Há sete anos, precisamente em 19 de setembro de 2013, publiquei nesta revista eletrônica o texto “Velho, eu?”, fazendo considerações sobre penas e consolos da velhice. Estava com setenta e três anos, tempo razoável para uma avaliação de ganhos e perdas, sem mágoas ou lamentações. A crônica – ou artigo, como preferirem – ficou várias semanas na lista dos assuntos mais comentados, que se fazia à época, recebendo quarenta e duas glosas. Foi um balanço existencial que posso considerar bem sucedido, marcado pelo otimismo, ou pelo “realismo esperançoso” de que fala Ariano Suassuna, e que tenho como filosofia de vida.

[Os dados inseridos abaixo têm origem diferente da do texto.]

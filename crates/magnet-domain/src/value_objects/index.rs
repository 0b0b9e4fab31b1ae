//! Type index
//!
//! Maps a requested type to the slice of the factory array that serves it.
//! A type bound without qualifier distinctions carries a single [`Range`];
//! a type with several named groups carries one range per qualifier.

use std::any::{TypeId, type_name};
use std::collections::HashMap;

use crate::error::{Error, Result};
use crate::ports::FactoryBinding;
use crate::value_objects::range::{Range, normalize_qualifier};

/// Location of one type's factories
#[derive(Debug, Clone, PartialEq, Eq)]
pub enum IndexEntry {
    /// The type has a single qualifier group
    Single(Range),
    /// The type has several named groups, keyed by qualifier
    Qualified(HashMap<String, Range>),
}

impl IndexEntry {
    /// Build a qualified entry keyed by each range's qualifier
    ///
    /// Fails with [`Error::InvalidIndex`] when two ranges share a qualifier.
    pub fn qualified(ranges: impl IntoIterator<Item = Range>) -> Result<Self> {
        let mut map = HashMap::new();
        for range in ranges {
            let qualifier = range.qualifier().to_string();
            if map.contains_key(&qualifier) {
                return Err(Error::invalid_index(format!(
                    "duplicate qualifier '{qualifier}'"
                )));
            }
            map.insert(qualifier, range);
        }
        Ok(Self::Qualified(map))
    }

    /// Resolve a lookup to factory array bounds
    ///
    /// - `Single` + no qualifier: the whole range
    /// - `Single` + qualifier: the range only if its qualifier matches
    /// - `Qualified` + qualifier: the range under that exact key
    /// - `Qualified` + no qualifier: the span of every group of the type
    pub fn resolve(&self, qualifier: Option<&str>) -> Option<std::ops::Range<usize>> {
        match (self, normalize_qualifier(qualifier)) {
            (Self::Single(range), None) => Some(range.bounds()),
            (Self::Single(range), Some(q)) => (range.qualifier() == q).then(|| range.bounds()),
            (Self::Qualified(ranges), Some(q)) => ranges.get(q).map(Range::bounds),
            (Self::Qualified(_), None) => self.span(),
        }
    }

    /// Bounds covering every range of the entry
    pub fn span(&self) -> Option<std::ops::Range<usize>> {
        let start = self.ranges().map(Range::start).min()?;
        let end = self.ranges().map(Range::end).max()?;
        Some(start..end)
    }

    /// Iterate over the ranges of the entry
    pub fn ranges(&self) -> Box<dyn Iterator<Item = &Range> + '_> {
        match self {
            Self::Single(range) => Box::new(std::iter::once(range)),
            Self::Qualified(ranges) => Box::new(ranges.values()),
        }
    }
}

#[derive(Debug, Clone)]
struct TypeSlot {
    type_name: &'static str,
    entry: IndexEntry,
}

/// Index from requested type to its [`IndexEntry`]
#[derive(Debug, Clone, Default)]
pub struct Index {
    entries: HashMap<TypeId, TypeSlot>,
}

impl Index {
    /// Create an empty index
    pub fn new() -> Self {
        Self::default()
    }

    /// Bind `T` to a single range
    pub fn insert_single<T: ?Sized + 'static>(&mut self, range: Range) -> &mut Self {
        self.insert(TypeId::of::<T>(), type_name::<T>(), IndexEntry::Single(range))
    }

    /// Bind `T` to several ranges keyed by their qualifiers
    pub fn insert_qualified<T: ?Sized + 'static>(
        &mut self,
        ranges: impl IntoIterator<Item = Range>,
    ) -> Result<&mut Self> {
        let entry = IndexEntry::qualified(ranges).map_err(|err| match err {
            Error::InvalidIndex { message } => {
                Error::invalid_index(format!("{}: {message}", type_name::<T>()))
            }
            other => other,
        })?;
        Ok(self.insert(TypeId::of::<T>(), type_name::<T>(), entry))
    }

    /// Bind a type identity to an entry, replacing any previous entry
    pub fn insert(&mut self, type_id: TypeId, type_name: &'static str, entry: IndexEntry) -> &mut Self {
        self.entries.insert(type_id, TypeSlot { type_name, entry });
        self
    }

    /// Entry of a type, if it has bindings
    pub fn get(&self, type_id: TypeId) -> Option<&IndexEntry> {
        self.entries.get(&type_id).map(|slot| &slot.entry)
    }

    /// Resolve a type and optional qualifier to factory array bounds
    pub fn resolve(&self, type_id: TypeId, qualifier: Option<&str>) -> Option<std::ops::Range<usize>> {
        self.get(type_id)?.resolve(qualifier)
    }

    /// Number of indexed types
    pub fn len(&self) -> usize {
        self.entries.len()
    }

    /// Whether no type is indexed
    pub fn is_empty(&self) -> bool {
        self.entries.is_empty()
    }

    /// Iterate over `(type name, entry)` pairs
    pub fn iter(&self) -> impl Iterator<Item = (&'static str, &IndexEntry)> + '_ {
        self.entries.values().map(|slot| (slot.type_name, &slot.entry))
    }

    /// Check the index against the factory array it describes
    ///
    /// Every range must be non-empty and lie inside `factories`; qualified
    /// keys must equal their range's qualifier; the ranges of a type must be
    /// disjoint and form one contiguous block; every slot of that block must
    /// produce the indexed type.
    pub fn validate(&self, factories: &[FactoryBinding]) -> Result<()> {
        for (type_id, slot) in &self.entries {
            validate_entry(*type_id, slot, factories)?;
        }
        Ok(())
    }
}

fn validate_entry(type_id: TypeId, slot: &TypeSlot, factories: &[FactoryBinding]) -> Result<()> {
    let type_name = slot.type_name;

    if let IndexEntry::Qualified(ranges) = &slot.entry {
        if ranges.is_empty() {
            return Err(Error::invalid_index(format!(
                "{type_name} has a qualified entry without ranges"
            )));
        }
        if let Some((key, range)) = ranges.iter().find(|(key, range)| key.as_str() != range.qualifier()) {
            return Err(Error::invalid_index(format!(
                "{type_name}: key '{key}' holds a range qualified '{}'",
                range.qualifier()
            )));
        }
    }

    let mut ranges: Vec<&Range> = slot.entry.ranges().collect();
    ranges.sort_by_key(|range| range.start());

    for range in &ranges {
        let Some(end) = range.checked_end() else {
            return Err(Error::invalid_index(format!(
                "{type_name}: range starting at {} with {} factories overflows",
                range.start(),
                range.count()
            )));
        };
        if range.count() == 0 {
            return Err(Error::invalid_index(format!(
                "{type_name}: range for qualifier '{}' is empty",
                range.qualifier()
            )));
        }
        if end > factories.len() {
            return Err(Error::invalid_index(format!(
                "{type_name}: range {}..{end} exceeds {} factories",
                range.start(),
                factories.len()
            )));
        }
    }

    for pair in ranges.windows(2) {
        let (prev, next) = (pair[0], pair[1]);
        if prev.overlaps(next) {
            return Err(Error::invalid_index(format!(
                "{type_name}: ranges '{}' and '{}' overlap",
                prev.qualifier(),
                next.qualifier()
            )));
        }
        if prev.end() != next.start() {
            return Err(Error::invalid_index(format!(
                "{type_name}: gap between ranges '{}' and '{}'",
                prev.qualifier(),
                next.qualifier()
            )));
        }
    }

    for range in ranges {
        for offset in range.bounds() {
            let factory = &factories[offset];
            if factory.type_id() != type_id {
                return Err(Error::invalid_index(format!(
                    "{type_name}: slot {offset} produces {}",
                    factory.type_name()
                )));
            }
        }
    }

    Ok(())
}
//! Tests for the implementation registry
//!
//! Fixture: `[F1(Type1), F2(Type1), F3(Type2), F4(Type2)]` indexed as
//! `Type1: {"impl1": 0..1, "impl2": 1..2}` and `Type2: 2..4` (default group).

use std::sync::Arc;

use magnet_application::ImplementationRegistry;
use magnet_domain::error::Error;
use magnet_domain::ports::{DependencyScope, FactoryBinding};
use magnet_domain::value_objects::{Index, Range};

use crate::test_utils::{Calls, TestScope, Type1, Type2, Type3, expect_err, type1, type2};

struct Fixture {
    registry: ImplementationRegistry,
    f1: Arc<Calls>,
    f2: Arc<Calls>,
    f3: Arc<Calls>,
    f4: Arc<Calls>,
}

fn fixture() -> Fixture {
    let (b1, f1) = type1("type1-impl1");
    let (b2, f2) = type1("type1-impl2");
    let (b3, f3) = type2("type2-impl1");
    let (b4, f4) = type2("type2-impl2");

    let mut index = Index::new();
    index
        .insert_qualified::<dyn Type1>([Range::new(0, 1, "impl1"), Range::new(1, 1, "impl2")])
        .expect("qualifiers should be distinct")
        .insert_single::<dyn Type2>(Range::new(2, 2, ""));

    let registry = ImplementationRegistry::new();
    registry
        .register(vec![b1, b2, b3, b4], index)
        .expect("fixture index should be valid");

    Fixture {
        registry,
        f1,
        f2,
        f3,
        f4,
    }
}

const SCOPE: TestScope = TestScope { id: 7 };

// ============================================================================
// get_many
// ============================================================================

#[test]
fn test_get_many_unknown_type_is_empty() {
    let fx = fixture();

    let impls = fx.registry.get_many::<dyn Type3>(None, &SCOPE).unwrap();
    assert!(impls.is_empty());

    let impls = fx.registry.get_many::<dyn Type3>(Some("impl1"), &SCOPE).unwrap();
    assert!(impls.is_empty());
}

#[test]
fn test_get_many_default_group_invokes_every_factory_in_order() {
    let fx = fixture();

    let impls = fx.registry.get_many::<dyn Type2>(None, &SCOPE).unwrap();

    assert_eq!(impls.len(), 2);
    assert_eq!(impls[0].label(), "type2-impl1");
    assert_eq!(impls[1].label(), "type2-impl2");
    assert_eq!(fx.f3.scopes(), vec![Some(7)]);
    assert_eq!(fx.f4.scopes(), vec![Some(7)]);
    assert_eq!(fx.f1.count() + fx.f2.count(), 0);
}

#[test]
fn test_get_many_empty_qualifier_is_default_lookup() {
    let fx = fixture();

    let impls = fx.registry.get_many::<dyn Type2>(Some(""), &SCOPE).unwrap();

    assert_eq!(impls.len(), 2);
}

#[test]
fn test_get_many_qualifier_impl1() {
    let fx = fixture();

    let impls = fx.registry.get_many::<dyn Type1>(Some("impl1"), &SCOPE).unwrap();

    assert_eq!(impls.len(), 1);
    assert_eq!(impls[0].label(), "type1-impl1");
    assert_eq!(fx.f1.count(), 1);
    assert_eq!(fx.f2.count(), 0);
}

#[test]
fn test_get_many_qualifier_impl2() {
    let fx = fixture();

    let impls = fx.registry.get_many::<dyn Type1>(Some("impl2"), &SCOPE).unwrap();

    assert_eq!(impls.len(), 1);
    assert_eq!(impls[0].label(), "type1-impl2");
    assert_eq!(fx.f1.count(), 0);
    assert_eq!(fx.f2.count(), 1);
}

#[test]
fn test_get_many_unknown_qualifier_is_empty() {
    let fx = fixture();

    let impls = fx.registry.get_many::<dyn Type1>(Some("impl3"), &SCOPE).unwrap();

    assert!(impls.is_empty());
    assert_eq!(fx.f1.count() + fx.f2.count(), 0);
}

#[test]
fn test_get_many_default_lookup_spans_every_qualifier() {
    let fx = fixture();

    let impls = fx.registry.get_many::<dyn Type1>(None, &SCOPE).unwrap();

    let labels: Vec<_> = impls.iter().map(|i| i.label()).collect();
    assert_eq!(labels, vec!["type1-impl1", "type1-impl2"]);
}

#[test]
fn test_get_many_qualifier_against_unqualified_single_range_is_empty() {
    let fx = fixture();

    let impls = fx.registry.get_many::<dyn Type2>(Some("impl1"), &SCOPE).unwrap();

    assert!(impls.is_empty());
    assert_eq!(fx.f3.count() + fx.f4.count(), 0);
}

#[test]
fn test_get_many_does_not_cache_instances() {
    let fx = fixture();

    let first = fx.registry.get_many::<dyn Type2>(None, &SCOPE).unwrap();
    let second = fx.registry.get_many::<dyn Type2>(None, &SCOPE).unwrap();

    assert_eq!(fx.f3.count(), 2);
    assert_eq!(fx.f4.count(), 2);
    assert!(!Arc::ptr_eq(&first[0], &second[0]));
}

#[test]
fn test_get_many_forwards_scope_verbatim() {
    let fx = fixture();

    fx.registry.get_many::<dyn Type2>(None, &TestScope { id: 1 }).unwrap();
    fx.registry.get_many::<dyn Type2>(None, &()).unwrap();

    assert_eq!(fx.f3.scopes(), vec![Some(1), None]);
}

// ============================================================================
// get_single / require_single
// ============================================================================

#[test]
fn test_get_single_one_found() {
    let fx = fixture();

    let found = fx.registry.get_single::<dyn Type1>(Some("impl2"), &SCOPE).unwrap();

    assert_eq!(found.map(|i| i.label()), Some("type1-impl2"));
    assert_eq!(fx.f2.count(), 1);
    assert_eq!(fx.f1.count(), 0);
}

#[test]
fn test_get_single_none_found() {
    let fx = fixture();

    let found = fx.registry.get_single::<dyn Type3>(None, &SCOPE).unwrap();

    assert!(found.is_none());
}

#[test]
fn test_get_single_qualifier_against_unqualified_single_range_is_absent() {
    let fx = fixture();

    let found = fx.registry.get_single::<dyn Type2>(Some("impl1"), &SCOPE).unwrap();

    assert!(found.is_none());
    assert_eq!(fx.f3.count() + fx.f4.count(), 0);
}

#[test]
fn test_get_single_multiple_found() {
    let fx = fixture();

    let err = expect_err(fx.registry.get_single::<dyn Type2>(None, &SCOPE));

    match err {
        Error::MultipleBindings {
            type_name,
            qualifier,
            count,
        } => {
            assert!(type_name.contains("Type2"), "got {type_name}");
            assert_eq!(qualifier, None);
            assert_eq!(count, 2);
        }
        other => panic!("expected MultipleBindings, got {other:?}"),
    }
}

#[test]
fn test_require_single_one_found() {
    let fx = fixture();

    let found = fx.registry.require_single::<dyn Type1>(Some("impl2"), &SCOPE).unwrap();

    assert_eq!(found.label(), "type1-impl2");
    assert_eq!(fx.f2.count(), 1);
}

#[test]
fn test_require_single_none_found() {
    let fx = fixture();

    let err = expect_err(fx.registry.require_single::<dyn Type3>(None, &SCOPE));

    assert!(matches!(err, Error::MissingBinding { qualifier: None, .. }), "got {err:?}");
}

#[test]
fn test_require_single_unknown_qualifier_reports_it() {
    let fx = fixture();

    let err = expect_err(fx.registry.require_single::<dyn Type1>(Some("impl3"), &SCOPE));

    match err {
        Error::MissingBinding { qualifier, .. } => assert_eq!(qualifier.as_deref(), Some("impl3")),
        other => panic!("expected MissingBinding, got {other:?}"),
    }
}

#[test]
fn test_require_single_multiple_found() {
    let fx = fixture();

    let err = expect_err(fx.registry.require_single::<dyn Type2>(None, &SCOPE));

    assert!(matches!(err, Error::MultipleBindings { count: 2, .. }), "got {err:?}");
}

// ============================================================================
// Factory failures
// ============================================================================

#[test]
fn test_factory_error_propagates_unchanged() {
    let (ok, ok_calls) = type2("after-failure");
    let failing = FactoryBinding::from_fn::<dyn Type2, _>(|_scope: &dyn DependencyScope| {
        Err("connection refused".into())
    });
    let mut index = Index::new();
    index.insert_single::<dyn Type2>(Range::unqualified(0, 2));

    let registry = ImplementationRegistry::new();
    registry.register(vec![failing, ok], index).unwrap();

    let err = expect_err(registry.get_many::<dyn Type2>(None, &SCOPE));

    assert!(matches!(err, Error::Factory(_)));
    assert_eq!(err.to_string(), "connection refused");
    assert_eq!(ok_calls.count(), 0);
}

// ============================================================================
// Lifecycle
// ============================================================================

#[test]
fn test_query_before_register_fails() {
    let registry = ImplementationRegistry::new();

    assert!(!registry.is_registered());
    assert!(matches!(
        registry.get_many::<dyn Type1>(None, &SCOPE),
        Err(Error::NotRegistered)
    ));
    assert!(matches!(
        registry.require_single::<dyn Type1>(None, &SCOPE),
        Err(Error::NotRegistered)
    ));
}

#[test]
fn test_second_register_is_rejected() {
    let fx = fixture();
    let (binding, _) = type1("late");
    let mut index = Index::new();
    index.insert_single::<dyn Type1>(Range::unqualified(0, 1));

    let err = expect_err(fx.registry.register(vec![binding], index));

    assert!(matches!(err, Error::AlreadyRegistered));
    assert_eq!(fx.registry.factory_count(), 4);
}

#[test]
fn test_invalid_index_is_not_installed() {
    let (binding, _) = type1("only");
    let mut index = Index::new();
    index.insert_single::<dyn Type1>(Range::unqualified(0, 3));

    let registry = ImplementationRegistry::new();
    let err = expect_err(registry.register(vec![binding], index));

    assert!(matches!(err, Error::InvalidIndex { .. }), "got {err:?}");
    assert!(!registry.is_registered());
}

#[test]
fn test_inspection() {
    let fx = fixture();

    assert!(fx.registry.is_registered());
    assert_eq!(fx.registry.factory_count(), 4);
    assert_eq!(fx.registry.type_count(), 2);
    assert!(fx.registry.contains::<dyn Type1>(Some("impl1")).unwrap());
    assert!(!fx.registry.contains::<dyn Type1>(Some("impl3")).unwrap());
    assert!(!fx.registry.contains::<dyn Type3>(None).unwrap());
    assert_eq!(fx.f1.count() + fx.f2.count(), 0);
}

#[test]
fn test_concurrent_queries_after_register() {
    let fx = fixture();

    std::thread::scope(|s| {
        for _ in 0..4 {
            s.spawn(|| {
                let impls = fx.registry.get_many::<dyn Type2>(None, &SCOPE).unwrap();
                assert_eq!(impls.len(), 2);
            });
        }
    });

    assert_eq!(fx.f3.count(), 4);
    assert_eq!(fx.f4.count(), 4);
}
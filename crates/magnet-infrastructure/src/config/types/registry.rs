//! Registry bootstrap configuration types

use serde::{Deserialize, Serialize};

/// Controls how linked bindings become the registry catalog
#[derive(Debug, Clone, Default, Serialize, Deserialize)]
#[serde(default)]
pub struct RegistryConfig {
    /// Accept a catalog without any binding
    ///
    /// An empty catalog usually means the crates declaring bindings were
    /// not linked, so bootstrap refuses it unless this is set.
    pub allow_empty: bool,

    /// Implementation names left out of the catalog
    pub disabled: Vec<String>,
}

impl RegistryConfig {
    /// Whether the named implementation is disabled
    pub fn is_disabled(&self, implementation: &str) -> bool {
        self.disabled.iter().any(|name| name == implementation)
    }
}
//! The process-wide implementation registry

use crate::registry::implementation::ImplementationRegistry;

static GLOBAL_REGISTRY: ImplementationRegistry = ImplementationRegistry::new();

/// Provides a reference to the process-wide registry
///
/// The registry starts unregistered. Call
/// [`ImplementationRegistry::register`] once during startup, before any
/// thread queries it; every query afterwards reads immutable state.
pub fn global() -> &'static ImplementationRegistry {
    &GLOBAL_REGISTRY
}
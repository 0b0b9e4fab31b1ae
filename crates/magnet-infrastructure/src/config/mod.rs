//! Configuration
//!
//! Typed configuration sections and the loader merging defaults, the TOML
//! file and `MAGNET_*` environment variables.

pub mod loader;
pub mod types;

pub use loader::ConfigLoader;
pub use types::{AppConfig, LoggingConfig, RegistryConfig};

Não era minha intenção voltar ao tema, agora aos oitenta anos, não fosse o AVC – Acidente Vascular Cerebral que, sem qualquer prévio aviso, me acometeu em junho passado, impondo-me doze dias de internação hospitalar, ainda com a intercorrência de uma trombose venosa, que resultou em implante de filtro na veia cava da perna direita. E eu, que me vangloriava de minha condição física, nadando, caminhando, jogando tênis de praia, fiquei mais de um mês com os membros do lado direito do corpo paralisados, passando a cumprir um paciente processo de recuperação motora, já que, por algum destino caprichoso, minha cabeça, em nenhum momento, foi afetada.
Do tempo de hospital, as lembranças são sobretudo de desconforto, sem incidentes de dor física significativa. O maior suplício foi mesmo o aparelho de ressonância magnética, que não aconselho ninguém a encarar sem estar “dopado”: por quase meia hora, imobilidade total, confinamento, ruído ensurdecedor, contínuo ou intermitente – não poderia apontar qual o pior. Depois disso, só as circunstâncias de não poder sair da cama, receber cuidados pessoais penosos, comer refeições insípidas, tudo, no entanto, amenizado pelo apoio e pela presença dos familiares. Sou grato à minha mulher e filha, que estiveram sempre ao meu lado, como também aos profissionais a quem estive entregue.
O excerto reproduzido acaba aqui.